“And the most dreary and generally damnable,” Ned agreed with enthusiasm. “Why didn’t you tell me this before? Muchinoff Island isn’t anything in my young life. I picked it out as a starting point simply because it was the farthest north of the Skopins, but since there seems to be plenty of territory——”
“It will make you hump some to cover all de good territory now, including some of the best of de Aleuts, and get around Alaskan Peninsula before winter sets in, in earnest. Tzar Island is yust to our nort’east. Shall I head toward it?”
“How long will it take——”
“Depends on de wind. Dis is a ticklish stretch of water in here, shallow in spots, but safe enough, I guess. I think we can skim along and make it in long before dawn.”

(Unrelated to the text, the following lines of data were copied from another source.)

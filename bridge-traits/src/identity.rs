//! Identity Provider Abstraction
//!
//! Wraps the host identity SDK (redirect sign-in, token acquisition,
//! lifecycle callbacks) behind a trait so the session core never touches
//! protocol details. The provider owns accounts and token issuance; the
//! core only reacts to outcomes.

use async_trait::async_trait;
use chrono::{DateTime, Utc};
use serde::{Deserialize, Serialize};
use std::fmt;
use std::sync::Arc;
use uuid::Uuid;

use crate::error::Result;

/// Signed-in account record
///
/// Read-only snapshot owned by the provider. Role claims are plain strings
/// here; the session core maps them to its role model.
#[derive(Debug, Clone, PartialEq, Eq, Serialize, Deserialize)]
pub struct Identity {
    /// Stable subject identifier for the account
    pub subject: String,
    /// Human-readable display name
    pub display_name: String,
    /// Sign-in name (usually an email address)
    pub username: String,
    /// Raw role claims from the identity token
    pub roles: Vec<String>,
}

/// Raw token material issued by the provider
#[derive(Clone, PartialEq, Eq, Serialize, Deserialize)]
pub struct RawToken {
    pub value: String,
    pub expires_at: DateTime<Utc>,
    pub scopes: Vec<String>,
}

impl fmt::Debug for RawToken {
    fn fmt(&self, f: &mut fmt::Formatter<'_>) -> fmt::Result {
        f.debug_struct("RawToken")
            .field("value", &"[REDACTED]")
            .field("expires_at", &self.expires_at)
            .field("scopes", &self.scopes)
            .finish()
    }
}

/// Lifecycle notifications emitted by the provider
#[derive(Debug, Clone)]
pub enum LifecycleEvent {
    /// An interactive or redirect sign-in finished successfully
    SignInCompleted { identity: Identity },
    /// A sign-in attempt failed; `reason` is provider-internal and must not
    /// be shown to users verbatim
    SignInFailed { reason: String },
    /// The account was signed out
    SignOutCompleted,
}

/// Observer for provider lifecycle events
#[async_trait]
pub trait LifecycleObserver: Send + Sync {
    async fn on_lifecycle_event(&self, event: LifecycleEvent);
}

/// Handle returned by [`IdentityProvider::add_observer`]
///
/// Must be passed back to [`IdentityProvider::remove_observer`] when the
/// consumer is torn down; observers are never dropped implicitly.
#[derive(Debug, Clone, Copy, PartialEq, Eq, Hash)]
pub struct SubscriptionId(Uuid);

impl SubscriptionId {
    pub fn new() -> Self {
        Self(Uuid::new_v4())
    }
}

impl Default for SubscriptionId {
    fn default() -> Self {
        Self::new()
    }
}

/// Identity provider trait
///
/// Hosts implement this against their identity SDK. All token acquisition
/// entry points may perform network I/O; callers decide how failures map
/// to session state.
#[async_trait]
pub trait IdentityProvider: Send + Sync {
    /// Start a redirect-based sign-in. Control leaves the application; the
    /// outcome arrives later via [`complete_redirect`] and lifecycle events.
    ///
    /// [`complete_redirect`]: IdentityProvider::complete_redirect
    async fn begin_sign_in(&self, scopes: &[String]) -> Result<()>;

    /// Finish a redirect sign-in if the current URL carries a provider
    /// response. Returns `Ok(None)` when no response is pending.
    async fn complete_redirect(&self) -> Result<Option<Identity>>;

    /// The currently signed-in account, if any
    fn active_identity(&self) -> Option<Identity>;

    /// Acquire a token without user interaction (cache or refresh-token
    /// round trip inside the provider)
    async fn acquire_token_silent(
        &self,
        scopes: &[String],
        identity: &Identity,
    ) -> Result<RawToken>;

    /// Acquire a token interactively (popup or equivalent)
    async fn acquire_token_interactive(&self, scopes: &[String]) -> Result<RawToken>;

    /// Sign the active account out, landing on `post_sign_out_path`
    async fn sign_out(&self, post_sign_out_path: &str) -> Result<()>;

    /// Register a lifecycle observer; the returned id deregisters it
    fn add_observer(&self, observer: Arc<dyn LifecycleObserver>) -> SubscriptionId;

    /// Deregister a previously added observer. Unknown ids are ignored.
    fn remove_observer(&self, id: SubscriptionId);
}

#[cfg(test)]
mod tests {
    use super::*;

    #[test]
    fn test_subscription_ids_are_unique() {
        assert_ne!(SubscriptionId::new(), SubscriptionId::new());
    }

    #[test]
    fn test_raw_token_debug_redacts_value() {
        let token = RawToken {
            value: "very-secret".to_string(),
            expires_at: Utc::now(),
            scopes: vec!["User.Read".to_string()],
        };

        let debug = format!("{:?}", token);
        assert!(debug.contains("[REDACTED]"));
        assert!(!debug.contains("very-secret"));
    }
}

“Then do it!” Ned’s face suddenly brightened. “The sooner I can shake my legs on shore, the better I’ll like it.”
The seaman left him, and for a moment Ned stood almost drunk with exultation on the deck. Even now they were nearing the journey’s end. A few hours more, and they could turn back from this dreary, accursed wintry sea,—this gray, unpeopled desolation that had chilled his heart. It was true that the long journey home, broken by many stops, still lay before, but at least he would face the south! Once on his native shores, forever out of this twilight land and away from its voice of reproach, he could be content with his old standards, regain his old self-confidence. He could take up his old life where he had left it, forgetting these desolate wastes as he would a dream.

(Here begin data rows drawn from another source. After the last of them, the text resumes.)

//! Bridge Traits
//!
//! Host-capability abstractions for the Tarra dashboard core. The core
//! crates depend only on these traits; hosts (native shell, test harness)
//! supply the implementations.
//!
//! | Trait | Capability |
//! |-------|------------|
//! | [`identity::IdentityProvider`] | Identity SDK: sign-in, tokens, lifecycle |
//! | [`navigation::Navigator`] | Browser location and navigation |
//! | [`storage::SessionStore`] | Session-scoped key-value storage |
//! | [`http::HttpClient`] | Single-shot HTTP transport |
//! | [`stream::StreamTransport`] | Message-oriented push channel |
//! | [`time::Clock`], [`time::Sleeper`] | Time source and async delay |
//!
//! # Error strategy
//!
//! Every fallible operation returns [`error::BridgeError`]. Bridges report
//! failures honestly and immediately; recovery policy (retry, degrade,
//! state transitions) lives in the core crates, never in a bridge.

pub mod error;
pub mod http;
pub mod identity;
pub mod navigation;
pub mod storage;
pub mod stream;
pub mod time;

pub use error::{BridgeError, Result};
pub use http::{HttpClient, HttpMethod, HttpRequest, HttpResponse};
pub use identity::{
    Identity, IdentityProvider, LifecycleEvent, LifecycleObserver, RawToken, SubscriptionId,
};
pub use navigation::{BrowserLocation, Navigator};
pub use storage::SessionStore;
pub use stream::{StreamConnection, StreamTransport};
pub use time::{Clock, Sleeper, SystemClock, TokioSleeper};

He was a fool ever to regret his wasted days! He laughed at himself for ever giving an instant’s thought to his father’s doleful words. The worst of the journey was over, they had only to go back the way they had come; and his puzzling sense of weakness, his premonition of disaster, most of all his superstitious fear of death had been the veriest nonsense. His imagination had simply got out of bounds.
The old Charon! He had been afraid of her name. Seemingly he had forgotten, for the time, that he was a man of the twentieth century, the product of the most wonderful civilization the world had ever seen. He had been frightened by old bogeys, maudlin with time-worn sentiments. And now his old egotism had returned to him, seemingly unshaken.
Presently he turned, made his way into the hold, and opened one of a pile of iron-bound wooden cases. When he returned to the dining saloon he carried a dark bottle in each hand.
“All hands celebrate to-night!” he cried. “We’re going to go home!”